The reigning women’s 800meter champion, Caster MokgadiSemenya lost an appeal to a decision banning her from competing with other women because her body naturally produces a lot more testosterone and thus gives her a competitive edge over other women athletes.
I must confess that the scientific bit of her saga is confusing to me now as it was back in school when the topic of genetics was being taught. What I know is that all high achieving sports personalities were naturally gifted in a way that gives them a competitive edge over the rest of us.
I hope the IAAF has thought about the precedent they are setting here. The stakes in sports keep growing and this has resulted into more scrutiny into all competitions. Look at football and its Video Assistant Referee (VAR) for example.
Closer home, the passing of Dr Reginald Mengi came as a huge blow to East Africa as a region. The Tanzanian tycoon passed away in Dubai where he had gone to seek medical treatment.
Many outside Tanzania may not have known who Mengi was besides the usual businessman and philanthropist accolade and yet Mengi owned one of the largest media conglomerates in Africa, IPP Media which runs a total of 11 newspapers, radio and television stations as well as internet properties.
He also owns Bonite Bottlers, the sole bottler of Coca-Cola products in Moshi, Tanzania as well as Kilimanjaro brand of bottled water. He built his empire starting with a pen assembly factory and when the money was indeed a lot, he was kind with it, sending so many children with heart ailments to India for treatment among other things. Building a media empire in East Africa is no mean feat and Mengi deserves all the accolades in this regard.
I have mentioned before in these pages that the business community, sometimes without knowing, shapes the concept of the East African Community. For example, Dr Mengi’s East Africa TV and Radio that used to broadcast beyond Tanzania did a lot in popularising Tanzanian music but also East African music in general.
It was through the videos on East Africa TV that many got introduced to what was then referred to as Bongo Flava with the likes of Professor Jay, Mr Blue, SaidaKaroli, Ferooz, Juma Nature, Mwana FA, A.Y and many other artistes.
The Tanzanians also got to know about music outside their borders especially when the artistes put together enough Swahili lines to keep the attention of the good folks from the land of Nyerere.

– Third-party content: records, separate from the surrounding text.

use super::*;

fn push(id: &str) -> ClassroomPush {
    ClassroomPush {
        id: id.to_owned(),
        status: "posted".to_owned(),
        external_assignment_id: None,
        created_at: "2024-03-01T10:00:00Z".to_owned(),
    }
}

#[test]
fn pushes_are_listed_newest_first_per_lesson() {
    let mut cache = QueryCache::default();
    record_push(&mut cache, "l-1", &push("p-1"), 1.0);
    record_push(&mut cache, "l-1", &push("p-2"), 2.0);
    record_push(&mut cache, "l-2", &push("p-3"), 3.0);

    let pushes: Vec<ClassroomPush> = cache.data(&QueryKey::classroom_pushes("l-1")).unwrap_or_default();
    let ids: Vec<&str> = pushes.iter().map(|p| p.id.as_str()).collect();
    assert_eq!(ids, ["p-2", "p-1"]);
}

#[test]
fn push_does_not_mark_anything_stale() {
    let mut cache = QueryCache::default();
    record_push(&mut cache, "l-1", &push("p-1"), 1.0);
    assert!(!cache.is_stale(&QueryKey::classroom_pushes("l-1")));
    assert!(!cache.should_fetch(&QueryKey::classroom_pushes("l-1"), 1.0));
}

#[test]
fn connection_is_stored() {
    let mut cache = QueryCache::default();
    let connection = ClassroomConnection {
        id: "c-1".to_owned(),
        provider: "google_classroom".to_owned(),
        created_at: "2024-03-01T10:00:00Z".to_owned(),
        expires_at: None,
        profile: None,
    };
    record_connection(&mut cache, &connection, 1.0);
    assert_eq!(cache.data(&QueryKey::classroom_connection()), Some(connection));
}
//! Shared auth UI helpers.
//!
//! SYSTEM CONTEXT
//! ==============
//! Route components should apply identical redirect behavior. The decision is
//! a pure function of session status and route kind; [`RouteGuard`] only
//! renders it and performs the navigation.

#[cfg(test)]
#[path = "auth_test.rs"]
mod auth_test;

use leptos::prelude::*;
use leptos_router::NavigateOptions;
use leptos_router::hooks::use_navigate;

use crate::hooks::session::use_auth;
use crate::state::auth::SessionStatus;

pub const LOGIN_PATH: &str = "/login";
pub const HOME_PATH: &str = "/dashboard";

/// Who may see a route.
#[derive(Clone, Copy, Debug, PartialEq, Eq)]
pub enum RouteAccess {
    /// Signed-in users only.
    Protected,
    /// Signed-out users only (the login page).
    LoginOnly,
}

/// What a guarded route should do for the current session.
#[derive(Clone, Copy, Debug, PartialEq, Eq)]
pub enum GateDecision {
    Wait,
    Render,
    Redirect(&'static str),
}

pub fn gate(status: SessionStatus, access: RouteAccess) -> GateDecision {
    match (status, access) {
        (SessionStatus::Loading, _) => GateDecision::Wait,
        (SessionStatus::Authenticated, RouteAccess::Protected)
        | (SessionStatus::Unauthenticated, RouteAccess::LoginOnly) => GateDecision::Render,
        (SessionStatus::Unauthenticated, RouteAccess::Protected) => GateDecision::Redirect(LOGIN_PATH),
        (SessionStatus::Authenticated, RouteAccess::LoginOnly) => GateDecision::Redirect(HOME_PATH),
    }
}

/// Render `children` only when [`gate`] allows it; otherwise show the
/// session-check placeholder or replace the current history entry.
#[component]
pub fn RouteGuard(access: RouteAccess, children: ChildrenFn) -> impl IntoView {
    let auth = use_auth().state();
    let decision = Memo::new(move |_| gate(auth.get().status, access));
    let navigate = use_navigate();

    Effect::new(move || {
        if let GateDecision::Redirect(path) = decision.get() {
            navigate(
                path,
                NavigateOptions {
                    replace: true,
                    ..NavigateOptions::default()
                },
            );
        }
    });

    move || match decision.get() {
        GateDecision::Render => children().into_any(),
        GateDecision::Wait => view! { <div class="session-check">"Checking your session…"</div> }.into_any(),
        GateDecision::Redirect(_) => ().into_any(),
    }
}
#[cfg(test)]
mod tests {
    use super::*;
    use crate::sim::damage::{DamageCalculation, DamageSourceType, DamageType};

    fn test_stats() -> BaseStats {
        BaseStats {
            max_health: 1000.0,
            attack_damage: 50.0,
            ability_power: 100.0,
            attack_speed: 0.7,
            armor: 30.0,
            magic_resist: 30.0,
            range: 1,
            crit_chance: 0.25,
            move_speed: 1.0,
            starting_mana: 20.0,
            max_mana: 60.0,
            health_regen: 0.0,
            mana_regen: 0.0,
            jumper: false,
        }
    }

    fn test_unit() -> Unit {
        Unit::new("Duelist", 0, 1, 1, test_stats(), HexCoord::new(3, 1))
    }

    #[test]
    fn star_level_scales_health_and_attack() {
        let one_star = test_unit();
        let mut three_star = test_unit();
        three_star.star_level = 3;
        assert_eq!(one_star.max_health(0.0), 1000.0);
        let expected = 1000.0 * STAR_HEALTH_MULTIPLIER * STAR_HEALTH_MULTIPLIER;
        assert!((three_star.max_health(0.0) - expected).abs() < 0.01);
        assert!(three_star.attack_damage(0.0) > one_star.attack_damage(0.0));
    }

    #[test]
    fn shields_absorb_before_health() {
        let mut unit = test_unit();
        unit.add_shield("Phalanx", 100.0, f64::INFINITY, 0.0);
        let (dealt, killed) = unit.take_damage(150.0);
        assert_eq!(dealt, 50.0);
        assert!(!killed);
        assert_eq!(unit.health, 950.0);
        assert!(unit.shields.is_empty());
    }

    #[test]
    fn lethal_damage_marks_death() {
        let mut unit = test_unit();
        let (dealt, killed) = unit.take_damage(5000.0);
        assert!(killed);
        assert!(!unit.alive);
        assert_eq!(unit.health, 0.0);
        assert_eq!(dealt, 5000.0);
    }

    #[test]
    fn grievous_wounds_reduces_healing() {
        let mut unit = test_unit();
        unit.take_damage(500.0);
        unit.statuses
            .apply(StatusEffectType::GrievousWounds, 0.0, 1000.0, 0.5);
        let applied = unit.heal(200.0, 0.0);
        assert_eq!(applied, 100.0);
        assert_eq!(unit.health, 600.0);
    }

    #[test]
    fn heal_never_exceeds_max_health() {
        let mut unit = test_unit();
        unit.take_damage(10.0);
        unit.heal(500.0, 0.0);
        assert_eq!(unit.health, unit.max_health(0.0));
    }

    #[test]
    fn stunned_unit_is_action_locked() {
        let mut unit = test_unit();
        assert!(!unit.action_locked(0.0));
        unit.statuses.apply(StatusEffectType::Stunned, 0.0, 500.0, 0.0);
        assert!(unit.action_locked(0.0));
    }

    #[test]
    fn cast_requires_full_mana_and_no_silence() {
        let mut unit = test_unit();
        assert!(!unit.can_cast(0.0));
        unit.mana = 60.0;
        assert!(unit.can_cast(0.0));
        unit.statuses.apply(StatusEffectType::Silenced, 0.0, 500.0, 0.0);
        assert!(!unit.can_cast(0.0));
    }

    #[test]
    fn attack_speed_slow_applies_multiplicatively() {
        let mut unit = test_unit();
        unit.statuses
            .apply(StatusEffectType::AttackSpeedSlow, 0.0, 1000.0, 0.5);
        assert!((unit.attack_speed(0.0) - 0.35).abs() < 1e-6);
    }

    #[test]
    fn bleed_refresh_replaces_by_key() {
        let mut unit = test_unit();
        let payload = DamagePayload::new(
            "Ember Brand",
            DamageSourceType::Item,
            DamageType::Magic,
            vec![DamageCalculation::flat(10.0)],
        );
        let bleed = Bleed {
            source_key: "Ember Brand".to_string(),
            source: None,
            payload: payload.clone(),
            source_stats: SourceStats::default(),
            interval_ms: 1000.0,
            next_tick_at_ms: 1000.0,
            expires_at_ms: 3000.0,
        };
        unit.apply_bleed(bleed.clone());
        unit.apply_bleed(Bleed {
            expires_at_ms: 6000.0,
            ..bleed
        });
        assert_eq!(unit.bleeds.len(), 1);
        assert_eq!(unit.bleeds[0].expires_at_ms, 6000.0);
    }

    #[test]
    fn stealth_blocks_targeting_and_area_eligibility() {
        let mut unit = test_unit();
        assert!(unit.interactable());
        unit.statuses.apply(StatusEffectType::Stealth, 0.0, 1000.0, 0.0);
        assert!(!unit.attackable());
        assert!(!unit.interactable());
    }
}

Today, the music industry in the region has grown by leaps and bounds but still the Tanzanians remain ahead of the pack. With some of their musicians like Diamond Platnumz even owning media houses of their own. It was during the peak era of EATV and EA Radio that DJs started appreciating East African music and would play it as a whole session in clubs around the region.
I know a veteran journalist who argues that you can tell a country’s development by looking at the news stand the moment you land at the airport. I had this thought when I travelled to Tanzania my first time.
I was shocked to see they had broadsheet newspapers and newspaper stands with so many titles. There were so many Kiswahili papers but also some in English. During my stay, I enjoyed reading The Guardian newspaper from Dr Mengi’s IPP stable and even got inspired to do some stories for this paper.
Last year, Dr Mengi launched his autobiography titled, “I can, I must, I will: The Spirit of Success.” The book that essentially talks about his life’s journey and is filled with lots of words of wisdom for those finding their feet in the business world today.
In a region where the reading culture remains poor and many having to rely on oral narratives, it is really commendable when one sits down and documents things for posterity. It is always good to walk into a bookstore and find so many books by African authors.
For a man whose empire included a pen factory and several newspapers, a book at the evening of his life was quite a fitting way to sign out. It is fair to say that the old man lived a full life and left a legacy worth emulating.
May he rest in eternal peace.
The views expressed in this article are of the author.